RECORD SET Start Marker

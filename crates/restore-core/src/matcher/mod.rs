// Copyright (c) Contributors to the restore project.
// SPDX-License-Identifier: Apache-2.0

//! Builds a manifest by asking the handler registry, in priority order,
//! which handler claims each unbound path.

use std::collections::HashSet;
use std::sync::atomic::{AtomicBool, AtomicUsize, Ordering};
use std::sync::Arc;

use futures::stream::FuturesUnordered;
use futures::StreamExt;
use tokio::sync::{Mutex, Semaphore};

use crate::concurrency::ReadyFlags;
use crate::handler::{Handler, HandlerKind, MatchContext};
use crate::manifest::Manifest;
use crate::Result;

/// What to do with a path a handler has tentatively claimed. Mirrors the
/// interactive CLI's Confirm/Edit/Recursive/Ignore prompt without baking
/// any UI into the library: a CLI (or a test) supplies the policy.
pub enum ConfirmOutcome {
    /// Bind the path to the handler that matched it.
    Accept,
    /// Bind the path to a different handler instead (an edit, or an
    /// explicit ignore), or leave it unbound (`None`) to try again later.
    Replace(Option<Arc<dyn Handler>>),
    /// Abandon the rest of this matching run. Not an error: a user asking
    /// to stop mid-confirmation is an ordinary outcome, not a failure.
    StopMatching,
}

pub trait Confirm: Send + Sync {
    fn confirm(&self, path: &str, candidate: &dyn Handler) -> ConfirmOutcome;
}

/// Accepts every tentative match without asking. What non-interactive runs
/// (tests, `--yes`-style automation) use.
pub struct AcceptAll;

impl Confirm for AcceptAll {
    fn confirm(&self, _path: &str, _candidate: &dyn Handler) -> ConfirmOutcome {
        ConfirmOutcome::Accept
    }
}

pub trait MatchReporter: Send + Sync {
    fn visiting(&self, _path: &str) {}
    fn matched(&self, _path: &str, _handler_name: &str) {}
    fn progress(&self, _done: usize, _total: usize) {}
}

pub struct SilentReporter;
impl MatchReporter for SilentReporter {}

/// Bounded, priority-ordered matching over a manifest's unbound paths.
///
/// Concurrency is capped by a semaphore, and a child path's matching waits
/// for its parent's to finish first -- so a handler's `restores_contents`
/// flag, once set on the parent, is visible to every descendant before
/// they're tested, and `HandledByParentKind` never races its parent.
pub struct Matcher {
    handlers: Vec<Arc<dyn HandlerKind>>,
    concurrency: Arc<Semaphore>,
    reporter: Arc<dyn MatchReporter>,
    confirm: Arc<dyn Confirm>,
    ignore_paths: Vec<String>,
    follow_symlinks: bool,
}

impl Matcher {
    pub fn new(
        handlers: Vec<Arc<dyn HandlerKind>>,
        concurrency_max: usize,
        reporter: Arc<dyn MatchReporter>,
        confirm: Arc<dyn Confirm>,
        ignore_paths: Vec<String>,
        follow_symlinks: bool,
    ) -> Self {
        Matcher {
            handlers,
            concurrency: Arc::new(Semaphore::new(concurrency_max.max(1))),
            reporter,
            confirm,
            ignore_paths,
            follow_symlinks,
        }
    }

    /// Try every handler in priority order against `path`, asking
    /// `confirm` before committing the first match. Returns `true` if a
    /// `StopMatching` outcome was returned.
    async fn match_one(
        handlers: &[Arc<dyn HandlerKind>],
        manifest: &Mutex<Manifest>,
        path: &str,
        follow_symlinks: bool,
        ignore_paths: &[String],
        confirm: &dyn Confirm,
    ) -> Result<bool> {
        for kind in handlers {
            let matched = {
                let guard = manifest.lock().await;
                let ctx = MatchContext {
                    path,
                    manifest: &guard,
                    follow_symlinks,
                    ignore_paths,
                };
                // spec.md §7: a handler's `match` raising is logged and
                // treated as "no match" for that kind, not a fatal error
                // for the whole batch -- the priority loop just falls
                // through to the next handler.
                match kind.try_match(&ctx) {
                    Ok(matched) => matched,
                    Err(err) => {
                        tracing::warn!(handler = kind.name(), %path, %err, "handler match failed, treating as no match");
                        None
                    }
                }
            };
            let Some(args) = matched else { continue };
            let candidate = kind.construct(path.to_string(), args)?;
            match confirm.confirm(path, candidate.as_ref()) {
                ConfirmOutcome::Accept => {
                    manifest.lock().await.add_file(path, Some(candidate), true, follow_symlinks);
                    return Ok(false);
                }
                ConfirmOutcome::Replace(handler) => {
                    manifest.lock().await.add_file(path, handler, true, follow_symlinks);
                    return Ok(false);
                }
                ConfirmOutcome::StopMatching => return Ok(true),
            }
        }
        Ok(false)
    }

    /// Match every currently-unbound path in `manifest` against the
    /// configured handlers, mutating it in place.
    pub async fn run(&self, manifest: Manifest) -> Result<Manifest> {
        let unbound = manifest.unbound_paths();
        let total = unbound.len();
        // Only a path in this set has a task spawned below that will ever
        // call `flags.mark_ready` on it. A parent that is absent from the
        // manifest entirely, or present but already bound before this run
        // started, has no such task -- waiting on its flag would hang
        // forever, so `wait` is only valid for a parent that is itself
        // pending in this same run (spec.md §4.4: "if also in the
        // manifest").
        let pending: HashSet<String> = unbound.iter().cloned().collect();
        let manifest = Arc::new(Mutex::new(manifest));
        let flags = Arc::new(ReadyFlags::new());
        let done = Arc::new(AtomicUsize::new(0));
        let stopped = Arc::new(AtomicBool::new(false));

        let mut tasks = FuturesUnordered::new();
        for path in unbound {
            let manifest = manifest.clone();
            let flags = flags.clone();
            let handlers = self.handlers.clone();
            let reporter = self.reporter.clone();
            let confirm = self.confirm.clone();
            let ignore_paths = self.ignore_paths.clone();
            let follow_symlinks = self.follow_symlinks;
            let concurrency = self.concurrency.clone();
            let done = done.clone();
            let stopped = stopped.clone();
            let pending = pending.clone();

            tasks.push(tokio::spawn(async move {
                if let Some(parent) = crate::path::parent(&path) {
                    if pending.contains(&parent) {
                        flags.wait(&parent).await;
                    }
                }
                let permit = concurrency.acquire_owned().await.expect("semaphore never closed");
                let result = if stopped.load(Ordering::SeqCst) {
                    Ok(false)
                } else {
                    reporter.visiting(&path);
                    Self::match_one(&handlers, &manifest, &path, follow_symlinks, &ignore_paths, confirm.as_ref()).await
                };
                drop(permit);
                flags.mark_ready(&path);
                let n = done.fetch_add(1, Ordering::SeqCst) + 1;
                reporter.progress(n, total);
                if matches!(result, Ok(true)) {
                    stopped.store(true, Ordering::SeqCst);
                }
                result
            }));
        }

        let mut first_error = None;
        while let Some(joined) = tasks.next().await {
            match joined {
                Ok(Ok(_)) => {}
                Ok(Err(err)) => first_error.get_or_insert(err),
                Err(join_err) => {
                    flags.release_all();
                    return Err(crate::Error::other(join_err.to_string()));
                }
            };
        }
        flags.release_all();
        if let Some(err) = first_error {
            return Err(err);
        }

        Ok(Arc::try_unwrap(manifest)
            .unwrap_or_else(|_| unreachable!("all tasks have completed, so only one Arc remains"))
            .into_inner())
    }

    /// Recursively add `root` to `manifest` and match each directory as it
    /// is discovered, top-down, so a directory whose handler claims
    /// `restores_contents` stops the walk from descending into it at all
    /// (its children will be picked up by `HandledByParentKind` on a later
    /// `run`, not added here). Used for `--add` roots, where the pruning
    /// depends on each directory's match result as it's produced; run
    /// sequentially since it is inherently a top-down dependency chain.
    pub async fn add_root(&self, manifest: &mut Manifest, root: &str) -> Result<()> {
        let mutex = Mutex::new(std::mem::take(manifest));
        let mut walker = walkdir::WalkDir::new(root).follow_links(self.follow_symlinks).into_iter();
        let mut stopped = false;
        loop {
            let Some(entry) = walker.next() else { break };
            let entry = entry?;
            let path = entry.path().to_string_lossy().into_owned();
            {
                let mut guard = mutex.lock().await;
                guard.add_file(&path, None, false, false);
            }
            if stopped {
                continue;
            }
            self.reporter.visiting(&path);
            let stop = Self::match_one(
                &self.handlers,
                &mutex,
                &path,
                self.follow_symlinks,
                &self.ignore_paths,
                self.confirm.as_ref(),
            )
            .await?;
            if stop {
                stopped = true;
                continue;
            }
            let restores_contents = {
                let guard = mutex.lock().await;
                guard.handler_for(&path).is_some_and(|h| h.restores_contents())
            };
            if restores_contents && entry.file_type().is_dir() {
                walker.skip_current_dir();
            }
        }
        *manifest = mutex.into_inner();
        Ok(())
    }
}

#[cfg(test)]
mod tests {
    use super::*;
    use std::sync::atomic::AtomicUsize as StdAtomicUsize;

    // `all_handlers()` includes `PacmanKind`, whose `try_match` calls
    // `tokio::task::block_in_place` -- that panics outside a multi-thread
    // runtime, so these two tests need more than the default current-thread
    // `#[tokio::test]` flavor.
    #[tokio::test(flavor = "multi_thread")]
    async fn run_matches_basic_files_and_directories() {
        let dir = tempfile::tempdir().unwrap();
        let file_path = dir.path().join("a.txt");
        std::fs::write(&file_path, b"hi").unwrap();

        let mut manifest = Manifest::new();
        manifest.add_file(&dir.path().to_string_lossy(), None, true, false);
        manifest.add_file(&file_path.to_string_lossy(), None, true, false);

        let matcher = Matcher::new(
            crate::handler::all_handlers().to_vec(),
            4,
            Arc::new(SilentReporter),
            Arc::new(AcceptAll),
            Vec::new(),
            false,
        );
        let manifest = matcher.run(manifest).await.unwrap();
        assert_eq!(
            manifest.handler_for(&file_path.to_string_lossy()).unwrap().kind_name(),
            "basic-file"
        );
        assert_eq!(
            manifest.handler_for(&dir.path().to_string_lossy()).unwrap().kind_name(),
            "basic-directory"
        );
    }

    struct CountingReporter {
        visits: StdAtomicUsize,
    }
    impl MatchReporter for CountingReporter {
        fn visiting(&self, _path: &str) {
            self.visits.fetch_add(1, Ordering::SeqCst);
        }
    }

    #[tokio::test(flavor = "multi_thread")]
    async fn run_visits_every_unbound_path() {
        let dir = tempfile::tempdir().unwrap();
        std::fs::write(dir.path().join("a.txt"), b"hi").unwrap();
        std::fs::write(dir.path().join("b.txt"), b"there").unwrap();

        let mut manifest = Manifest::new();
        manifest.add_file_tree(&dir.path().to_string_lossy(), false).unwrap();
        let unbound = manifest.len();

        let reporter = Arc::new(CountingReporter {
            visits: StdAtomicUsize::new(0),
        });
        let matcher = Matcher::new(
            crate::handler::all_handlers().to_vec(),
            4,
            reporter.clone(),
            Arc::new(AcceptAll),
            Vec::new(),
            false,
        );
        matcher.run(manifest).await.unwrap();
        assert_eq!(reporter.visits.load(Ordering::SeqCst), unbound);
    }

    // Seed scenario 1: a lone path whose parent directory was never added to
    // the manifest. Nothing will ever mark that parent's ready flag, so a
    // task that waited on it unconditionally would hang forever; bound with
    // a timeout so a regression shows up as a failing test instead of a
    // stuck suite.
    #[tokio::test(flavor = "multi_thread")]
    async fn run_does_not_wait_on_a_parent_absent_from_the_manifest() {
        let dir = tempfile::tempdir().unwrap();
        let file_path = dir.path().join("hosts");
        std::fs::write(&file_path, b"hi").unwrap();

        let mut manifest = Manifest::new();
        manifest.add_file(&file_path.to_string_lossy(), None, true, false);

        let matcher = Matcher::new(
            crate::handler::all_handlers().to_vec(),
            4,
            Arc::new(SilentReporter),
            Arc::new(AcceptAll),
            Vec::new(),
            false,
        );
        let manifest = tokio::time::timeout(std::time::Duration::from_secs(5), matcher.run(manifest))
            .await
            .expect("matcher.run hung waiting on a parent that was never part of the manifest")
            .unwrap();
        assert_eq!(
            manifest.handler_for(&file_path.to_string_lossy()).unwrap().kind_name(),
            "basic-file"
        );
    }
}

RECORD SET End Marker

**EXERCISE OBJECTIVE:**
Reproduce exactly the entries above, limited to the lines from the one with "path's matching waits" through the one with "let ctx = MatchContext", both included.

**TASK RESULT:**
/// Concurrency is capped by a semaphore, and a child path's matching waits
/// for its parent's to finish first -- so a handler's `restores_contents`
/// flag, once set on the parent, is visible to every descendant before
/// they're tested, and `HandledByParentKind` never races its parent.
pub struct Matcher {
    handlers: Vec<Arc<dyn HandlerKind>>,
    concurrency: Arc<Semaphore>,
    reporter: Arc<dyn MatchReporter>,
    confirm: Arc<dyn Confirm>,
    ignore_paths: Vec<String>,
    follow_symlinks: bool,
}

impl Matcher {
    pub fn new(
        handlers: Vec<Arc<dyn HandlerKind>>,
        concurrency_max: usize,
        reporter: Arc<dyn MatchReporter>,
        confirm: Arc<dyn Confirm>,
        ignore_paths: Vec<String>,
        follow_symlinks: bool,
    ) -> Self {
        Matcher {
            handlers,
            concurrency: Arc::new(Semaphore::new(concurrency_max.max(1))),
            reporter,
            confirm,
            ignore_paths,
            follow_symlinks,
        }
    }

    /// Try every handler in priority order against `path`, asking
    /// `confirm` before committing the first match. Returns `true` if a
    /// `StopMatching` outcome was returned.
    async fn match_one(
        handlers: &[Arc<dyn HandlerKind>],
        manifest: &Mutex<Manifest>,
        path: &str,
        follow_symlinks: bool,
        ignore_paths: &[String],
        confirm: &dyn Confirm,
    ) -> Result<bool> {
        for kind in handlers {
            let matched = {
                let guard = manifest.lock().await;
                let ctx = MatchContext {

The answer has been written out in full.